Côté grandes entreprises, ce conformisme technologique pose question : investissent-elles dans les ATS par réelle nécessité opérationnelle, ou cèdent-elles à un effet de mode qui traverse leur secteur ?
La partie d’échecs du recrutement
Face à la généralisation des ATS, et conscient·es qu’il faut désormais passer ce « filtre », les candidat·es ont développé leurs propres stratégies et leurs propres réponses. L’optimisation des CV et des lettres de motivation pour les ATS est devenue une compétence à part entière. Mots-clés stratégiquement placés, formats compatibles, structures standardisées… Le CV n’est plus seulement un document de présentation, mais un véritable outil marketing conçu pour séduire l’algorithme avant l’humain.
Les postulant·es ont désormais à portée de clic de nombreux outils, comme LazyApply ou JobCopilot, pour automatiser l’envoi massif de candidatures. Une candidature peut désormais être envoyée en quelques clics, et un CV et une lettre de motivation personnalisés peuvent être générés pour une offre d’emploi spécifique sans intervention humaine significative.
On aboutit ainsi à une situation paradoxale. D’un côté, des entreprises qui automatisent la réception et le tri des candidatures, de l’autre, des candidat·es qui automatisent la création et l’envoi de ces mêmes candidatures. Situation absurde où une IA analyse des candidatures déposées par une autre IA.
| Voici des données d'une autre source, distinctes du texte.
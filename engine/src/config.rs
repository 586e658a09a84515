//! Pull options, from the CLI or the environment.
//!
//! Environment variables (a `.env` file is loaded first when present):
//!
//! - `LCA_FLOOR_AREA`: floor area in m²
//! - `LCA_BUILDING_LIFE_EXPECTANCY`: building life expectancy in years
//! - `LCA_DELIMITER`: export delimiter, skips detection
//! - `LCA_RICS_VERSION`: `1` or `2`, taxonomy of whole life carbon exports

use std::env;

use serde::{Deserialize, Serialize};

use crate::error::{AdapterError, AdapterResult};
use crate::models::ReportFragment;
use crate::transform::PopulateOptions;

pub const FLOOR_AREA_VAR: &str = "LCA_FLOOR_AREA";
pub const LIFE_EXPECTANCY_VAR: &str = "LCA_BUILDING_LIFE_EXPECTANCY";
pub const DELIMITER_VAR: &str = "LCA_DELIMITER";
pub const RICS_VERSION_VAR: &str = "LCA_RICS_VERSION";

/// Options of a `pull`.
#[derive(Debug, Clone, Default, PartialEq, Serialize, Deserialize)]
#[serde(rename_all = "camelCase")]
pub struct PullOptions {
    /// Floor area in m², needed by area-normalised formats.
    pub floor_area: Option<f64>,
    /// Building life expectancy in years, needed by area-normalised formats.
    pub building_life_expectancy: Option<f64>,
    /// Export delimiter (auto-detect if not specified)
    pub delimiter: Option<char>,
    /// Classify whole life carbon exports against RICS v2.
    #[serde(default)]
    pub rics_v2: bool,
}

impl PullOptions {
    /// Options from the process environment, after loading `.env`.
    pub fn from_env() -> AdapterResult<Self> {
        dotenvy::dotenv().ok();
        Self::from_lookup(|key| env::var(key).ok())
    }

    /// Options from any key lookup. Blank values count as unset.
    pub fn from_lookup(lookup: impl Fn(&str) -> Option<String>) -> AdapterResult<Self> {
        let value = |key: &str| lookup(key).map(|v| v.trim().to_string()).filter(|v| !v.is_empty());

        let number = |key: &str| -> AdapterResult<Option<f64>> {
            value(key)
                .map(|v| {
                    v.parse::<f64>()
                        .ok()
                        .filter(|n| n.is_finite())
                        .ok_or_else(|| AdapterError::InvalidRequest(format!("{} is not a number: '{}'", key, v)))
                })
                .transpose()
        };

        let delimiter = match value(DELIMITER_VAR) {
            None => None,
            Some(v) if v == "\\t" => Some('\t'),
            Some(v) => {
                let mut chars = v.chars();
                match (chars.next(), chars.next()) {
                    (Some(c), None) => Some(c),
                    _ => {
                        return Err(AdapterError::InvalidRequest(format!(
                            "{} must be a single character: '{}'",
                            DELIMITER_VAR, v
                        )))
                    }
                }
            }
        };

        let rics_v2 = match value(RICS_VERSION_VAR).as_deref() {
            None | Some("1") => false,
            Some("2") => true,
            Some(other) => {
                return Err(AdapterError::InvalidRequest(format!(
                    "{} must be 1 or 2: '{}'",
                    RICS_VERSION_VAR, other
                )))
            }
        };

        Ok(Self {
            floor_area: number(FLOOR_AREA_VAR)?,
            building_life_expectancy: number(LIFE_EXPECTANCY_VAR)?,
            delimiter,
            rics_v2,
        })
    }

    /// Fill unset options from `fallback`.
    pub fn or(self, fallback: PullOptions) -> Self {
        Self {
            floor_area: self.floor_area.or(fallback.floor_area),
            building_life_expectancy: self
                .building_life_expectancy
                .or(fallback.building_life_expectancy),
            delimiter: self.delimiter.or(fallback.delimiter),
            rics_v2: self.rics_v2 || fallback.rics_v2,
        }
    }

    pub fn with_additional_inputs(mut self, floor_area: f64, building_life_expectancy: f64) -> Self {
        self.floor_area = Some(floor_area);
        self.building_life_expectancy = Some(building_life_expectancy);
        self
    }

    /// The `AdditionalInputs` fragment, when both values are set.
    pub fn additional_inputs(&self) -> Option<ReportFragment> {
        match (self.floor_area, self.building_life_expectancy) {
            (Some(floor_area), Some(building_life_expectancy)) => Some(ReportFragment::AdditionalInputs {
                floor_area,
                building_life_expectancy,
            }),
            _ => None,
        }
    }

    pub fn populate_options(&self) -> PopulateOptions {
        PopulateOptions { rics_v2: self.rics_v2 }
    }
}

#[cfg(test)]
mod tests {
    use super::*;
    use std::collections::HashMap;

    fn lookup(pairs: &[(&str, &str)]) -> impl Fn(&str) -> Option<String> {
        let map: HashMap<String, String> = pairs
            .iter()
            .map(|(k, v)| (k.to_string(), v.to_string()))
            .collect();
        move |key| map.get(key).cloned()
    }

    #[test]
    fn test_from_lookup() {
        let options = PullOptions::from_lookup(lookup(&[
            (FLOOR_AREA_VAR, "1200"),
            (LIFE_EXPECTANCY_VAR, " 50 "),
            (DELIMITER_VAR, ";"),
            (RICS_VERSION_VAR, "2"),
        ]))
        .unwrap();

        assert_eq!(options.floor_area, Some(1200.0));
        assert_eq!(options.building_life_expectancy, Some(50.0));
        assert_eq!(options.delimiter, Some(';'));
        assert!(options.rics_v2);
        assert_eq!(
            options.additional_inputs(),
            Some(ReportFragment::AdditionalInputs {
                floor_area: 1200.0,
                building_life_expectancy: 50.0
            })
        );
    }

    #[test]
    fn test_empty_environment_gives_defaults() {
        let options = PullOptions::from_lookup(lookup(&[(FLOOR_AREA_VAR, "")])).unwrap();
        assert_eq!(options, PullOptions::default());
        assert_eq!(options.additional_inputs(), None);
        assert!(!options.populate_options().rics_v2);
    }

    #[test]
    fn test_invalid_values_are_rejected() {
        assert!(PullOptions::from_lookup(lookup(&[(FLOOR_AREA_VAR, "big")])).is_err());
        assert!(PullOptions::from_lookup(lookup(&[(DELIMITER_VAR, ";;")])).is_err());
        assert!(PullOptions::from_lookup(lookup(&[(RICS_VERSION_VAR, "3")])).is_err());
        assert_eq!(
            PullOptions::from_lookup(lookup(&[(DELIMITER_VAR, "\\t")])).unwrap().delimiter,
            Some('\t')
        );
    }

    #[test]
    fn test_from_env_reads_process_environment() {
        env::set_var(LIFE_EXPECTANCY_VAR, "60");
        let options = PullOptions::from_env().unwrap();
        env::remove_var(LIFE_EXPECTANCY_VAR);
        assert_eq!(options.building_life_expectancy, Some(60.0));
    }

    #[test]
    fn test_cli_values_win_over_environment() {
        let cli = PullOptions::default().with_additional_inputs(100.0, 60.0);
        let env = PullOptions {
            floor_area: Some(1.0),
            delimiter: Some(','),
            ..Default::default()
        };
        let merged = cli.or(env);
        assert_eq!(merged.floor_area, Some(100.0));
        assert_eq!(merged.building_life_expectancy, Some(60.0));
        assert_eq!(merged.delimiter, Some(','));
    }
}
use crate::category::CanonicalCategory;
use crate::error::{SinkError, SinkResult};
use crate::models::{
    EnvironmentalMetric, Indicator, MetricKind, OriginalExtras, Report, ReportEntry,
    ReportFragment, Stage,
};
use crate::parser::{DESIGN_NAME, ENTITY_USERS, INDICATOR_NAME, PROJECT_NAME};
use crate::transform::aggregate::{parse_number, sum_numeric};
use crate::transform::profile;

pub const METADATA_TABLE: &str = "Report metadata";
pub const ENTRIES_TABLE: &str = "Entries";
pub const MASS_TABLE: &str = "Mass of raw materials";

const FLOOR_AREA: &str = "Floor area";
const LIFE_EXPECTANCY: &str = "Building life expectancy";

const COMMON_HEADERS: [&str; 4] = ["Resource", "Quantity", "QuantityUnit", "RICSCategory"];
const ENTRY_HEADERS: [&str; 9] = [
    "Question",
    "Comment",
    "ServiceLife",
    "ResourceType",
    "Datasource",
    "YearsOfReplacement",
    "Thickness",
    "Name",
    "OriginalCategory",
];

/// Mass cell of a section the entry has but does not report a mass for.
/// Keeps the section set of each entry through a round trip.
const UNREPORTED: &str = "NaN";

const B_STAGES: [Stage; 7] = [
    Stage::B1,
    Stage::B2,
    Stage::B3,
    Stage::B4,
    Stage::B5,
    Stage::B6,
    Stage::B7,
];

// =============================================================================
// Table
// =============================================================================

/// One worksheet: a name, an optional header row and the data rows.
#[derive(Debug, Clone, Default, PartialEq)]
pub struct Table {
    pub name: String,
    pub headers: Vec<String>,
    pub rows: Vec<Vec<String>>,
}

impl Table {
    fn new(name: impl Into<String>, headers: Vec<String>) -> Self {
        Self {
            name: name.into(),
            headers,
            rows: Vec::new(),
        }
    }

    /// Cell of a data row by header name, `""` when absent.
    pub fn cell(&self, row: usize, column: &str) -> &str {
        self.headers
            .iter()
            .position(|h| h == column)
            .and_then(|i| self.rows.get(row)?.get(i))
            .map(|c| c.as_str())
            .unwrap_or("")
    }

    pub fn file_name(&self) -> String {
        format!("{}.csv", self.name)
    }
}

fn number_cell(value: Option<f64>) -> String {
    value.map(|v| v.to_string()).unwrap_or_default()
}

fn common_cells(entry: &ReportEntry) -> Vec<String> {
    vec![
        entry.resource.clone(),
        number_cell(entry.quantity),
        entry.quantity_unit.clone(),
        entry.category.display(),
    ]
}

fn with_common(extra: impl IntoIterator<Item = String>) -> Vec<String> {
    COMMON_HEADERS
        .iter()
        .map(|h| h.to_string())
        .chain(extra)
        .collect()
}

// =============================================================================
// Writing
// =============================================================================

/// Lay a report out as tables, without touching the filesystem.
pub fn report_tables(report: &Report) -> Vec<Table> {
    let mut tables = vec![metadata_table(report), entries_table(report)];

    for kind in report.metric_kinds() {
        tables.push(metric_table(report, kind));
    }

    let sections: BTreeSet<&str> = report
        .entries
        .iter()
        .flat_map(|e| {
            e.mass_of_raw_materials
                .keys()
                .chain(e.original_extras.keys())
                .map(|s| s.as_str())
        })
        .collect();
    if !sections.is_empty() {
        tables.push(mass_table(report, &sections));
    }

    let fields: Vec<&'static str> = report
        .entries
        .iter()
        .flat_map(|e| e.original_extras.values())
        .next()
        .map(|extras| extras.fields().into_iter().map(|(name, _)| name).collect())
        .unwrap_or_default();
    for field in fields {
        tables.push(extras_table(report, field, &sections));
    }

    tables
}

fn metadata_table(report: &Report) -> Table {
    let mut table = Table::new(METADATA_TABLE, Vec::new());
    let mut row = |key: &str, value: String| table.rows.push(vec![key.to_string(), value]);

    // One row per user; names may contain the delimiter.
    for user in &report.entity_users {
        row(ENTITY_USERS, user.clone());
    }
    row(PROJECT_NAME, report.project_name.clone());
    row(DESIGN_NAME, report.design_name.clone());
    row(INDICATOR_NAME, report.indicator.identifier().to_string());
    if let Some((area, life)) = report.additional_inputs() {
        row(FLOOR_AREA, area.to_string());
        row(LIFE_EXPECTANCY, life.to_string());
    }
    table
}

fn entries_table(report: &Report) -> Table {
    let mut table = Table::new(ENTRIES_TABLE, with_common(ENTRY_HEADERS.map(String::from)));
    for entry in &report.entries {
        let mut cells = common_cells(entry);
        cells.extend([
            entry.question.clone(),
            entry.comment.clone(),
            entry.service_life.clone(),
            entry.resource_type.clone(),
            entry.datasource.clone(),
            number_cell(entry.years_of_replacement),
            number_cell(entry.thickness),
            entry.name.clone(),
            entry.original_category.clone(),
        ]);
        table.rows.push(cells);
    }
    table
}

fn metric_table(report: &Report, kind: MetricKind) -> Table {
    let headers = with_common(Stage::TABLE_COLUMNS.iter().map(|s| s.field_name().to_string()));
    let mut table = Table::new(kind.table_name(), headers);
    for entry in &report.entries {
        let metric = entry.metric(kind);
        let mut cells = common_cells(entry);
        cells.extend(
            Stage::TABLE_COLUMNS
                .iter()
                .map(|stage| number_cell(metric.and_then(|m| m.get(*stage)))),
        );
        table.rows.push(cells);
    }
    table
}

fn mass_table(report: &Report, sections: &BTreeSet<&str>) -> Table {
    let mut table = Table::new(MASS_TABLE, with_common(sections.iter().map(|s| s.to_string())));
    for entry in &report.entries {
        let mut cells = common_cells(entry);
        cells.extend(sections.iter().map(|section| {
            let has_section = entry.mass_of_raw_materials.contains_key(*section)
                || entry.original_extras.contains_key(*section);
            match entry.mass_of_raw_materials.get(*section).copied().flatten() {
                Some(mass) => mass.to_string(),
                None if has_section => UNREPORTED.to_string(),
                None => String::new(),
            }
        }));
        table.rows.push(cells);
    }
    table
}

fn extras_table(report: &Report, field: &str, sections: &BTreeSet<&str>) -> Table {
    let mut table = Table::new(field, with_common(sections.iter().map(|s| s.to_string())));
    for entry in &report.entries {
        let mut cells = common_cells(entry);
        cells.extend(sections.iter().map(|section| {
            entry
                .original_extras
                .get(*section)
                .and_then(|extras| {
                    extras
                        .fields()
                        .into_iter()
                        .find(|(name, _)| *name == field)
                        .map(|(_, value)| value.to_cell())
                })
                .unwrap_or_default()
        }));
        table.rows.push(cells);
    }
    table
}

/// Write a report as a directory of CSV tables. Returns the written paths.
pub fn write_tables(report: &Report, directory: &Path) -> SinkResult<Vec<PathBuf>> {
    fs::create_dir_all(directory)?;

    let mut written = Vec::new();
    for table in report_tables(report) {
        let path = directory.join(table.file_name());
        let mut writer = csv::Writer::from_path(&path)?;
        if !table.headers.is_empty() {
            writer.write_record(&table.headers)?;
        }
        for row in &table.rows {
            writer.write_record(row)?;
        }
        writer.flush()?;
        written.push(path);
    }
    Ok(written)
}

/// Write a report as pretty-printed JSON.
pub fn write_json(report: &Report, path: &Path) -> SinkResult<PathBuf> {
    if let Some(parent) = path.parent().filter(|p| !p.as_os_str().is_empty()) {
        fs::create_dir_all(parent)?;
    }
    let content = serde_json::to_string_pretty(report)?;
    fs::write(path, content)?;
    Ok(path.to_path_buf())
}

// =============================================================================
// Reading
// =============================================================================

fn read_table(directory: &Path, name: &str, has_headers: bool) -> SinkResult<Option<Table>> {
    let path = directory.join(format!("{}.csv", name));
    if !path.exists() {
        return Ok(None);
    }

    let mut reader = csv::ReaderBuilder::new()
        .has_headers(false)
        .flexible(true)
        .from_path(&path)?;
    let mut records = Vec::new();
    for record in reader.records() {
        let record = record?;
        records.push(record.iter().map(|c| c.to_string()).collect::<Vec<_>>());
    }

    let mut table = Table::new(name, Vec::new());
    let mut records = records.into_iter();
    if has_headers {
        table.headers = records.next().unwrap_or_default();
    }
    table.rows = records.collect();
    Ok(Some(table))
}

fn require_table(directory: &Path, name: &str, has_headers: bool) -> SinkResult<Table> {
    read_table(directory, name, has_headers)?.ok_or_else(|| SinkError::MissingTable(name.to_string()))
}

/// Read a directory written by [`write_tables`] back into a report.
///
/// `B1toB7` is not part of the table layout; it is derived again from
/// `B1`..`B7`.
pub fn read_tables(directory: &Path) -> SinkResult<Report> {
    let metadata = require_table(directory, METADATA_TABLE, false)?;
    let mut report = read_metadata(&metadata);

    let entries = require_table(directory, ENTRIES_TABLE, true)?;
    report.entries = (0..entries.rows.len()).map(|i| read_entry(&entries, i)).collect();

    for kind in metric_kinds_in(directory, report.indicator)? {
        let table = require_table(directory, kind.table_name(), true)?;
        for (i, entry) in report.entries.iter_mut().enumerate() {
            let metric = read_metric(&table, i, kind).with_names(entry.resource.clone(), entry.datasource.clone());
            entry.metrics.push(metric);
        }
    }

    if let Some(mass) = read_table(directory, MASS_TABLE, true)? {
        let sections: Vec<String> = mass.headers.iter().skip(COMMON_HEADERS.len()).cloned().collect();
        for (i, entry) in report.entries.iter_mut().enumerate() {
            for section in &sections {
                let cell = mass.cell(i, section);
                if !cell.trim().is_empty() {
                    entry.mass_of_raw_materials.insert(section.clone(), parse_number(cell));
                }
            }
        }
    }

    read_extras(directory, &mut report)?;
    Ok(report)
}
Ce jeu de dupes technologique pose une question fondamentale : que reste-t-il de l’humain dans ce cas ? Les recruteur·euses se plaignent de candidatures trop standardisées, tandis que les candidat·es déplorent des pratiques déshumanisées. L’intuition, cette capacité humaine à détecter un potentiel au-delà des critères formels, n’a-t-elle plus sa place ?
Les angles morts de l’IA dans le recrutement
L’utilisation massive d’ATS soulève également la question de la reproduction, voire de l’amplification, des biais lors du recrutement. Ces systèmes, entraînés sur des données historiques, peuvent perpétuer des discriminations liées au genre, à l’origine ethnique, au lieu de résidence ou à l’âge, s’ils sont mal paramétrés. Un algorithme privilégiant les parcours linéaires désavantagera par exemple mécaniquement les femmes ayant connu des interruptions de carrière pour des raisons familiales, la plupart du temps liées à la maternité.
Ces pratiques standardisées favorisent le conformisme et l’uniformisation. En définissant des critères drastiques de formation, par exemple, l’entreprise s’expose à ne sélectionner que des candidat·es identiques. Les profils atypiques ou innovants, en reconversion professionnelle, qui ne rentrent pas dans les cases, peinent souvent à franchir le filtre des ATS. Un parcours non conventionnel, qui pourrait pourtant apporter une richesse, une réelle valeur ajoutée et une diversité à l’entreprise, risque tout bonnement d’être écarté d’emblée.
Une aventure humaine
De nouvelles pratiques de recrutement pourraient voir le jour, entre efficacité et humanité, prenant appui sur les ATS et les autres outils d’IA, non pas comme des arbitres finaux, mais comme des assistants.
La rencontre, l’intuition et l’humain doivent rester au cœur du processus pour éviter un appauvrissement des profils sélectionnés. Car derrière chaque CV, il y a une histoire, une expérience de vie, une personnalité, des talents que les algorithmes les plus sophistiqués ne pourront pas détecter. Si l’intelligence artificielle offre d’intéressantes opportunités, elle ne doit pas faire oublier que le travail, et surtout le recrutement, sont avant tout une aventure par essence humaine.